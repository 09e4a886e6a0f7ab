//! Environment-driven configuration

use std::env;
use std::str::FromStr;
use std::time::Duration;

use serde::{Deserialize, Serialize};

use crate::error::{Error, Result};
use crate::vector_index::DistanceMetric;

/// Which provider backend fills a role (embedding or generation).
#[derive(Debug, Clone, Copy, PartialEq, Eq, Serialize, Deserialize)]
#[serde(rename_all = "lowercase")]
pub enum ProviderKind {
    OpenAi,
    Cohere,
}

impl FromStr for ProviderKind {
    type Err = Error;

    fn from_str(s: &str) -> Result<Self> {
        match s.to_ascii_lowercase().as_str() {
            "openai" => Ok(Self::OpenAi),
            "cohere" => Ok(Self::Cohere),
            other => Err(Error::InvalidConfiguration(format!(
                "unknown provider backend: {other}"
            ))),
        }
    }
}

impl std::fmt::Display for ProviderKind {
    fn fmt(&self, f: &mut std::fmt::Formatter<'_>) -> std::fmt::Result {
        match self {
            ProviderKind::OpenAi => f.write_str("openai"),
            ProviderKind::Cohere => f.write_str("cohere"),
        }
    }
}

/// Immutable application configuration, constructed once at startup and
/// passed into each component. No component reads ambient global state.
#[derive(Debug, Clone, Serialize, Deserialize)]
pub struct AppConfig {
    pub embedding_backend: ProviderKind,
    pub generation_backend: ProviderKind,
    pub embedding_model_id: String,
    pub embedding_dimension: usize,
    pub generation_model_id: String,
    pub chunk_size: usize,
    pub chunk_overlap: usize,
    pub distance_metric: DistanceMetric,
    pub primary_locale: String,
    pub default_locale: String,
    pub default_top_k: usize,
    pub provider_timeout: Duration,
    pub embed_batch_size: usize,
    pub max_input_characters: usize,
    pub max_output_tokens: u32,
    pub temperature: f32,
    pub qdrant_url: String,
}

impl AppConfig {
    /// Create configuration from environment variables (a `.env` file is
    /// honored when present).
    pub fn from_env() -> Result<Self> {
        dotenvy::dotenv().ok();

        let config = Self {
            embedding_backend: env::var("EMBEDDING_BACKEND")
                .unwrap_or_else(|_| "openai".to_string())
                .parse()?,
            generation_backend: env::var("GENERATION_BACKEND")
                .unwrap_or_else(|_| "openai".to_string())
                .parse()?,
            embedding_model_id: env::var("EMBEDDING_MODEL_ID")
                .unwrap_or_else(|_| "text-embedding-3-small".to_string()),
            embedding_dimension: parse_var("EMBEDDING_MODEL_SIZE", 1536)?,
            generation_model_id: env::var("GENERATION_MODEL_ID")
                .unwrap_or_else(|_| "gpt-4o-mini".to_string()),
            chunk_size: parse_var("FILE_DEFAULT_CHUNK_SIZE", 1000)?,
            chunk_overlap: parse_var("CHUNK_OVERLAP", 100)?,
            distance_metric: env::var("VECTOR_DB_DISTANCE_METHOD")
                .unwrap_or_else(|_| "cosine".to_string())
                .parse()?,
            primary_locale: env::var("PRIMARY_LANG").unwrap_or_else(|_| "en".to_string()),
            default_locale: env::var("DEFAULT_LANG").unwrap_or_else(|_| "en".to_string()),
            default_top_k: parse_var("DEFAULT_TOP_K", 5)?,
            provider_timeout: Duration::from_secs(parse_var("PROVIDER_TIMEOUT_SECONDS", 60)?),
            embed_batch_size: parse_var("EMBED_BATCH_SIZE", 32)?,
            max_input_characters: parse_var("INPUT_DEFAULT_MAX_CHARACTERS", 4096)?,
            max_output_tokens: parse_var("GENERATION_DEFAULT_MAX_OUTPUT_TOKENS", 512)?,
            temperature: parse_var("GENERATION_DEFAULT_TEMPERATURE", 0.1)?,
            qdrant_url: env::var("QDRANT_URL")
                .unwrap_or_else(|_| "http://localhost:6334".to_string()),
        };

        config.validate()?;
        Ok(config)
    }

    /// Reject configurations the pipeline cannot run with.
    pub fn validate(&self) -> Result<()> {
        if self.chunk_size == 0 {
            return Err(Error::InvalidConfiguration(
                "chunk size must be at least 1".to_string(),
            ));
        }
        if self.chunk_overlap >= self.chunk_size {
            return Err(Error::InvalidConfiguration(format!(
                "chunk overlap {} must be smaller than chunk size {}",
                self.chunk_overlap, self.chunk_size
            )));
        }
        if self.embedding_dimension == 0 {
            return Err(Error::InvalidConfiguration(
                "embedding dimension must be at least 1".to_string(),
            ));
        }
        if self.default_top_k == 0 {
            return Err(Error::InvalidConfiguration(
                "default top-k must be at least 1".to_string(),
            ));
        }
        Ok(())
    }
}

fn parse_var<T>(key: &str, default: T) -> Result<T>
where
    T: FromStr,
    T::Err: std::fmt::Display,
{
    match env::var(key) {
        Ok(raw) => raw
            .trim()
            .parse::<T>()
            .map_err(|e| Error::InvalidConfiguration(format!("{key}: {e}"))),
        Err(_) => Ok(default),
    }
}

::::

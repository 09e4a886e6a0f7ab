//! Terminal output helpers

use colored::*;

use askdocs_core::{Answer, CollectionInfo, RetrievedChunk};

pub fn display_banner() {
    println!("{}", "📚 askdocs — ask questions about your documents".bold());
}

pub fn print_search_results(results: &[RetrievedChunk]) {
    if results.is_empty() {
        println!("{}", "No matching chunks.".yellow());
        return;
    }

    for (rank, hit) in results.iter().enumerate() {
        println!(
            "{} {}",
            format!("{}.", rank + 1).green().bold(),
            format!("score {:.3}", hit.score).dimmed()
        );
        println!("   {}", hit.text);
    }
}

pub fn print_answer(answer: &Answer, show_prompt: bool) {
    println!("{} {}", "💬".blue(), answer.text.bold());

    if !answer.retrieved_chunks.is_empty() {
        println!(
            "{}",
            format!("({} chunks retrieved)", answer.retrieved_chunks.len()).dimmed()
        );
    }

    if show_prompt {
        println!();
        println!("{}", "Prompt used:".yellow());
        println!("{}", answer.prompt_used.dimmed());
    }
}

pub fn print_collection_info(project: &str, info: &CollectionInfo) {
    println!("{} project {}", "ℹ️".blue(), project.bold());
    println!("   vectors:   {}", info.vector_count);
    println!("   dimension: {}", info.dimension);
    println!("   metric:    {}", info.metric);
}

::::

** Directions for this task **
Using the records above, report the number of lines that include the string "yellow", with nothing added.

** Solution for this task **
2